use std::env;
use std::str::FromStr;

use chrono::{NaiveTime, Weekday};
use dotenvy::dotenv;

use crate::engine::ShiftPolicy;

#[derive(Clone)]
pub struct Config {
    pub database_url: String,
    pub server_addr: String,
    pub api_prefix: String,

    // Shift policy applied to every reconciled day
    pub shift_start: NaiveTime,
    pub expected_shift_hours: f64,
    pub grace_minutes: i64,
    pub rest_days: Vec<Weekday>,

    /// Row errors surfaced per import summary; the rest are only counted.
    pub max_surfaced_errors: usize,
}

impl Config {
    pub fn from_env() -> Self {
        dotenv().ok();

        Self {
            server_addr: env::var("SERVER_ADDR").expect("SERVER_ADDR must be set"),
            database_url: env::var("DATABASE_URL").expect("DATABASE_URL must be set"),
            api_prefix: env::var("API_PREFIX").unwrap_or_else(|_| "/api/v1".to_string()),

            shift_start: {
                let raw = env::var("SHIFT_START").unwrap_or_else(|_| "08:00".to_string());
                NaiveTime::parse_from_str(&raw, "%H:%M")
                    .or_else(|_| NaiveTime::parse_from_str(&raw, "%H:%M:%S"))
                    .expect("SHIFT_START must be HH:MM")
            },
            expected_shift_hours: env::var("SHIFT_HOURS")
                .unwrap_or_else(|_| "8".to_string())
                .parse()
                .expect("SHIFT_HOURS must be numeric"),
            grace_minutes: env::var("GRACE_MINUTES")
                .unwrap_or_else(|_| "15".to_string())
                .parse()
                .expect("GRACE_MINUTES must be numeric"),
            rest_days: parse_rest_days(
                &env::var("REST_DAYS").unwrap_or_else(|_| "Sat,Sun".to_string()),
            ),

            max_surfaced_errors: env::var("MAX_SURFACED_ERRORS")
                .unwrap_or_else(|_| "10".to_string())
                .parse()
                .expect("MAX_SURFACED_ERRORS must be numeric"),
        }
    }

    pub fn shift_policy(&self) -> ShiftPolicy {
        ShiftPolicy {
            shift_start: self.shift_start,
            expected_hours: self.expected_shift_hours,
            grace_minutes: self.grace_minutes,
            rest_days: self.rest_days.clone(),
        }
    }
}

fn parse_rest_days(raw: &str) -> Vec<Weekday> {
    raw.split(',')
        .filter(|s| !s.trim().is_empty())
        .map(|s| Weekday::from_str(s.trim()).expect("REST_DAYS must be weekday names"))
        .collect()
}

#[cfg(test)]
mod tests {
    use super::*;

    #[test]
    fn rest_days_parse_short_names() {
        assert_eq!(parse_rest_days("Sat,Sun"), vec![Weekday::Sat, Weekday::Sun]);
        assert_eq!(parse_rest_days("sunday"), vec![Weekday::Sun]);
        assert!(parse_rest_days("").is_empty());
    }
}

* * *

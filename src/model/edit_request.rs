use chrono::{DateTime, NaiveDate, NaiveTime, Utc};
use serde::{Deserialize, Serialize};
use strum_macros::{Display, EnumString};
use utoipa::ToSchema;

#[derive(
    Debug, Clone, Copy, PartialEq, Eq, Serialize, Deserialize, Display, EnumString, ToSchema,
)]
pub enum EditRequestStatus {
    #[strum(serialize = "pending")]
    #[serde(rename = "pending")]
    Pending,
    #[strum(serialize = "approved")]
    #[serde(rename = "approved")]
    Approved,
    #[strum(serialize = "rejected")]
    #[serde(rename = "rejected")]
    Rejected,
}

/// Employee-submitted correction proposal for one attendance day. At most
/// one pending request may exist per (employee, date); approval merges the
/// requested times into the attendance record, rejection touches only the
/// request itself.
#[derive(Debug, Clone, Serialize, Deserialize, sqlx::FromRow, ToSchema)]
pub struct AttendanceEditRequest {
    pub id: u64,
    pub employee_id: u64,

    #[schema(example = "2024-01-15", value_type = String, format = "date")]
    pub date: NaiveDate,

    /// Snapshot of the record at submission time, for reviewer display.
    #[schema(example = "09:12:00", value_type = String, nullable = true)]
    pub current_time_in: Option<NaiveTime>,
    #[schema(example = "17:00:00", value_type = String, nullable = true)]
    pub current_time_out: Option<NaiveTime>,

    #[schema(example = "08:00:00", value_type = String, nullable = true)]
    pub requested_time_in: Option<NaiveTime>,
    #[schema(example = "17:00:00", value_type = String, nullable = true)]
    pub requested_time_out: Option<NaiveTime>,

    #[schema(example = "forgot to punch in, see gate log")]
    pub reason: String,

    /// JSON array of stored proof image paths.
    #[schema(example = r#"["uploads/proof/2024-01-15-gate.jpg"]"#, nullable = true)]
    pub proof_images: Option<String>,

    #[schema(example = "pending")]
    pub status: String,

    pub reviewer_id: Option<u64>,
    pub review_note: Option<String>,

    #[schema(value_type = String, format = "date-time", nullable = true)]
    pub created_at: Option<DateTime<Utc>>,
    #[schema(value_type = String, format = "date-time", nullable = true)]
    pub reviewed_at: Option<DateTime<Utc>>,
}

==

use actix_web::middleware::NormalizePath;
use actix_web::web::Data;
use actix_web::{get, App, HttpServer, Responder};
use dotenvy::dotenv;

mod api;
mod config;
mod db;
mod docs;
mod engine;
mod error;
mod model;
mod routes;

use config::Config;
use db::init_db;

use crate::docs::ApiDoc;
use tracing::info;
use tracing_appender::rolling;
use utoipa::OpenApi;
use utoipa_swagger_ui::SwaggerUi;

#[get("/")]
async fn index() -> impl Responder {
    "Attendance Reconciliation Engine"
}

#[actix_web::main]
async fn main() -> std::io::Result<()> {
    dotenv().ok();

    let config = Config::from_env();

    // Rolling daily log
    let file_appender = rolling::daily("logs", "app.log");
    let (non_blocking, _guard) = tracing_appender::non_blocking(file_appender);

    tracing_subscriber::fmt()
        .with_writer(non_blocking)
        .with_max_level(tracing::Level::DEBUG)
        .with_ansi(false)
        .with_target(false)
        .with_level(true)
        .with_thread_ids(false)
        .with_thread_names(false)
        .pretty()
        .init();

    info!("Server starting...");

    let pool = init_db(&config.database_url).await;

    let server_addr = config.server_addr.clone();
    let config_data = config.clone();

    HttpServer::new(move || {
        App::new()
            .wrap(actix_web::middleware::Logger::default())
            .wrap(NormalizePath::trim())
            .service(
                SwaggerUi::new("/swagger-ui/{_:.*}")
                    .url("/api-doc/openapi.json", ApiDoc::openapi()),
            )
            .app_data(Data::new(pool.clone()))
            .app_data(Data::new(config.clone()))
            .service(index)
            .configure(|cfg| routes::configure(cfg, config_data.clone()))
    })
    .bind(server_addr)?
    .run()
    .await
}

▶ [WHAT YOU HAVE TO DO]:
Search the entries for the word "record" and copy every line that has it.

▶ [RESPONSE]:
/// requested times into the attendance record, rejection touches only the
    /// Snapshot of the record at submission time, for reviewer display.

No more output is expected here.